//! Command-line front end (spec §6): parses `parameterFile`, `geometryFile`
//! and an optional `outputStem`, sets up per-rank logging the way
//! `simulation_builder.rs::log_setup` does, builds the initial field on rank
//! 0, and hands off to [`sph_solver::orchestrator::run`].

use std::fs;
use std::path::{Path, PathBuf};
use std::process::ExitCode;

use clap::Parser;
use log::error;
use mpi::topology::SystemCommunicator;
use mpi::traits::*;
use simplelog::{ColorChoice, CombinedLogger, ConfigBuilder, LevelFilter, LevelPadding, TermLogger, TerminalMode, WriteLogger};
use time::UtcOffset;

use sph_solver::error::{SphError, SphResult};
use sph_solver::field::Field;
use sph_solver::geometry::GeometryFile;
use sph_solver::orchestrator;
use sph_solver::params::Parameter;
use sph_solver::physics;

/// Positional CLI contract from spec §6.
#[derive(Parser, Debug)]
#[clap(author, version, about, long_about = None)]
struct Cli {
    parameter_file: PathBuf,
    geometry_file: PathBuf,
    #[clap(default_value = "result")]
    output_stem: String,
    #[clap(short, parse(from_occurrences))]
    verbosity: u8,
}

fn main() -> ExitCode {
    let universe = mpi::initialize().expect("MPI failed to initialize");
    let world = universe.world();
    let rank = world.rank();

    let cli = match Cli::try_parse() {
        Ok(cli) => cli,
        Err(clap_error) => {
            if rank == 0 {
                eprintln!("{clap_error}");
            }
            return exit_code_of(SphError::ArgumentError(clap_error.to_string()).exit_code());
        }
    };

    setup_logging(rank, world.size(), cli.verbosity);

    match run(&world, rank, &cli) {
        Ok(()) => ExitCode::SUCCESS,
        Err(sph_error) => {
            error!("{sph_error}");
            exit_code_of(sph_error.exit_code())
        }
    }
}

fn exit_code_of(code: i32) -> ExitCode {
    ExitCode::from(code as u8)
}

/// `rank 0` logs to terminal and to `logs/rank_<n>.log`; every other rank
/// logs to file only (`simulation_builder.rs::log_setup`).
fn setup_logging(rank: i32, n_ranks: i32, verbosity: u8) {
    let level = match verbosity {
        0 => LevelFilter::Info,
        1 => LevelFilter::Debug,
        _ => LevelFilter::Trace,
    };
    let padding = (n_ranks as f64).log10().floor() as usize + 1;
    let log_dir = Path::new("logs");
    fs::create_dir_all(log_dir).expect("failed to create log directory");
    let log_path = log_dir.join(format!("rank_{rank:0padding$}.log"));
    // Local UTC offset, read once at startup the way `simulation_builder.rs::log_setup`
    // does, so logged timestamps read in the operator's local time rather than UTC.
    let local = chrono::Local::now();
    let offset = UtcOffset::from_whole_seconds(local.offset().local_minus_utc()).unwrap_or(UtcOffset::UTC);
    let config = ConfigBuilder::default().set_level_padding(LevelPadding::Right).set_time_offset(offset).set_thread_level(LevelFilter::Off).build();
    let file = fs::File::create(&log_path).expect("failed to create log file");
    if rank == 0 {
        CombinedLogger::init(vec![
            TermLogger::new(level, config.clone(), TerminalMode::Mixed, ColorChoice::Auto),
            WriteLogger::new(level, config, file),
        ])
        .expect("failed to initialize logging");
    } else {
        WriteLogger::init(level, config, file).expect("failed to initialize logging");
    }
}

/// Reads the parameter file on every rank independently — §3 guarantees it
/// is replicated identically — then, on rank 0 only, reads the geometry
/// file and seeds the initial global field. Initialization errors detected
/// on rank 0 (geometry parsing, the partition precondition surfaced through
/// the first [`sph_solver::domain::scatter_field`] call inside
/// [`orchestrator::run`]) are broadcast so every rank terminates with the
/// same exit code (spec §7), rather than leaving non-root ranks blocked
/// waiting on a scatter that rank 0 never sends.
fn run(world: &SystemCommunicator, rank: i32, cli: &Cli) -> SphResult<()> {
    let parameter = load_parameter(&cli.parameter_file)?;

    let mut init_result = if rank == 0 { Some(build_initial_field(&cli.geometry_file, &parameter)) } else { None };

    let mut error_code = match &init_result {
        Some(Err(e)) => e.exit_code(),
        _ => 0,
    };
    let root = world.process_at_rank(0);
    root.broadcast_into(&mut error_code);
    if error_code != 0 {
        return Err(match init_result.take() {
            Some(Err(e)) => e,
            _ => error_for_code(error_code),
        });
    }

    let global = init_result.take().map(|r| r.expect("checked above"));
    orchestrator::run(world, &parameter, global, &cli.output_stem, Path::new("output"))
}

fn error_for_code(code: i32) -> SphError {
    match code {
        1 => SphError::ArgumentError("a peer rank reported an argument error".into()),
        2 => SphError::ParameterError("a peer rank reported a parameter error".into()),
        4 => SphError::ConsistencyError("a peer rank reported a consistency error".into()),
        _ => SphError::GeometryError("a peer rank reported a geometry error during initialization".into()),
    }
}

fn load_parameter(path: &Path) -> SphResult<Parameter> {
    let text = fs::read_to_string(path).map_err(|e| SphError::ParameterError(format!("failed to read parameter file {}: {e}", path.display())))?;
    Parameter::parse(&text)
}

/// Builds rank 0's initial global [`Field`]: geometry seeding, then density/
/// mass/speed initialization in the order `original_source/CPP_Physics/Init.cpp`
/// runs them (density from the chosen method, mass from density times
/// per-shape volume, speed zero except for moving particles, pressure from
/// the equation of state applied to the freshly initialized density).
fn build_initial_field(path: &Path, parameter: &Parameter) -> SphResult<Field> {
    let text = fs::read_to_string(path).map_err(|e| SphError::GeometryError(format!("failed to read geometry file {}: {e}", path.display())))?;
    let geometry = GeometryFile::parse(&text)?;
    let (mut field, volumes) = geometry.seed();
    physics::init_densities(&mut field, parameter);
    physics::init_masses(&mut field, &volumes);
    physics::init_speeds(&mut field, parameter);
    for i in 0..field.n_total() {
        physics::pressure_computation(&mut field, i, parameter);
    }
    Ok(field)
}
· · ·
No line may be skipped. Transcribe the listing above exactly.

//! Command-line front end (spec §6): parses `parameterFile`, `geometryFile`
//! and an optional `outputStem`, sets up per-rank logging the way
//! `simulation_builder.rs::log_setup` does, builds the initial field on rank
//! 0, and hands off to [`sph_solver::orchestrator::run`].

use std::fs;
use std::path::{Path, PathBuf};
use std::process::ExitCode;

use clap::Parser;
use log::error;
use mpi::topology::SystemCommunicator;
use mpi::traits::*;
use simplelog::{ColorChoice, CombinedLogger, ConfigBuilder, LevelFilter, LevelPadding, TermLogger, TerminalMode, WriteLogger};
use time::UtcOffset;

use sph_solver::error::{SphError, SphResult};
use sph_solver::field::Field;
use sph_solver::geometry::GeometryFile;
use sph_solver::orchestrator;
use sph_solver::params::Parameter;
use sph_solver::physics;

/// Positional CLI contract from spec §6.
#[derive(Parser, Debug)]
#[clap(author, version, about, long_about = None)]
struct Cli {
    parameter_file: PathBuf,
    geometry_file: PathBuf,
    #[clap(default_value = "result")]
    output_stem: String,
    #[clap(short, parse(from_occurrences))]
    verbosity: u8,
}

fn main() -> ExitCode {
    let universe = mpi::initialize().expect("MPI failed to initialize");
    let world = universe.world();
    let rank = world.rank();

    let cli = match Cli::try_parse() {
        Ok(cli) => cli,
        Err(clap_error) => {
            if rank == 0 {
                eprintln!("{clap_error}");
            }
            return exit_code_of(SphError::ArgumentError(clap_error.to_string()).exit_code());
        }
    };

    setup_logging(rank, world.size(), cli.verbosity);

    match run(&world, rank, &cli) {
        Ok(()) => ExitCode::SUCCESS,
        Err(sph_error) => {
            error!("{sph_error}");
            exit_code_of(sph_error.exit_code())
        }
    }
}

fn exit_code_of(code: i32) -> ExitCode {
    ExitCode::from(code as u8)
}

/// `rank 0` logs to terminal and to `logs/rank_<n>.log`; every other rank
/// logs to file only (`simulation_builder.rs::log_setup`).
fn setup_logging(rank: i32, n_ranks: i32, verbosity: u8) {
    let level = match verbosity {
        0 => LevelFilter::Info,
        1 => LevelFilter::Debug,
        _ => LevelFilter::Trace,
    };
    let padding = (n_ranks as f64).log10().floor() as usize + 1;
    let log_dir = Path::new("logs");
    fs::create_dir_all(log_dir).expect("failed to create log directory");
    let log_path = log_dir.join(format!("rank_{rank:0padding$}.log"));
    // Local UTC offset, read once at startup the way `simulation_builder.rs::log_setup`
    // does, so logged timestamps read in the operator's local time rather than UTC.
    let local = chrono::Local::now();
    let offset = UtcOffset::from_whole_seconds(local.offset().local_minus_utc()).unwrap_or(UtcOffset::UTC);
    let config = ConfigBuilder::default().set_level_padding(LevelPadding::Right).set_time_offset(offset).set_thread_level(LevelFilter::Off).build();
    let file = fs::File::create(&log_path).expect("failed to create log file");
    if rank == 0 {
        CombinedLogger::init(vec![
            TermLogger::new(level, config.clone(), TerminalMode::Mixed, ColorChoice::Auto),
            WriteLogger::new(level, config, file),
        ])
        .expect("failed to initialize logging");
    } else {
        WriteLogger::init(level, config, file).expect("failed to initialize logging");
    }
}

/// Reads the parameter file on every rank independently — §3 guarantees it
/// is replicated identically — then, on rank 0 only, reads the geometry
/// file and seeds the initial global field. Initialization errors detected
/// on rank 0 (geometry parsing, the partition precondition surfaced through
/// the first [`sph_solver::domain::scatter_field`] call inside
/// [`orchestrator::run`]) are broadcast so every rank terminates with the
/// same exit code (spec §7), rather than leaving non-root ranks blocked
/// waiting on a scatter that rank 0 never sends.
fn run(world: &SystemCommunicator, rank: i32, cli: &Cli) -> SphResult<()> {
    let parameter = load_parameter(&cli.parameter_file)?;

    let mut init_result = if rank == 0 { Some(build_initial_field(&cli.geometry_file, &parameter)) } else { None };

    let mut error_code = match &init_result {
        Some(Err(e)) => e.exit_code(),
        _ => 0,
    };
    let root = world.process_at_rank(0);
    root.broadcast_into(&mut error_code);
    if error_code != 0 {
        return Err(match init_result.take() {
            Some(Err(e)) => e,
            _ => error_for_code(error_code),
        });
    }

    let global = init_result.take().map(|r| r.expect("checked above"));
    orchestrator::run(world, &parameter, global, &cli.output_stem, Path::new("output"))
}

fn error_for_code(code: i32) -> SphError {
    match code {
        1 => SphError::ArgumentError("a peer rank reported an argument error".into()),
        2 => SphError::ParameterError("a peer rank reported a parameter error".into()),
        4 => SphError::ConsistencyError("a peer rank reported a consistency error".into()),
        _ => SphError::GeometryError("a peer rank reported a geometry error during initialization".into()),
    }
}

fn load_parameter(path: &Path) -> SphResult<Parameter> {
    let text = fs::read_to_string(path).map_err(|e| SphError::ParameterError(format!("failed to read parameter file {}: {e}", path.display())))?;
    Parameter::parse(&text)
}

/// Builds rank 0's initial global [`Field`]: geometry seeding, then density/
/// mass/speed initialization in the order `original_source/CPP_Physics/Init.cpp`
/// runs them (density from the chosen method, mass from density times
/// per-shape volume, speed zero except for moving particles, pressure from
/// the equation of state applied to the freshly initialized density).
fn build_initial_field(path: &Path, parameter: &Parameter) -> SphResult<Field> {
    let text = fs::read_to_string(path).map_err(|e| SphError::GeometryError(format!("failed to read geometry file {}: {e}", path.display())))?;
    let geometry = GeometryFile::parse(&text)?;
    let (mut field, volumes) = geometry.seed();
    physics::init_densities(&mut field, parameter);
    physics::init_masses(&mut field, &volumes);
    physics::init_speeds(&mut field, parameter);
    for i in 0..field.n_total() {
        physics::pressure_computation(&mut field, i, parameter);
    }
    Ok(field)
}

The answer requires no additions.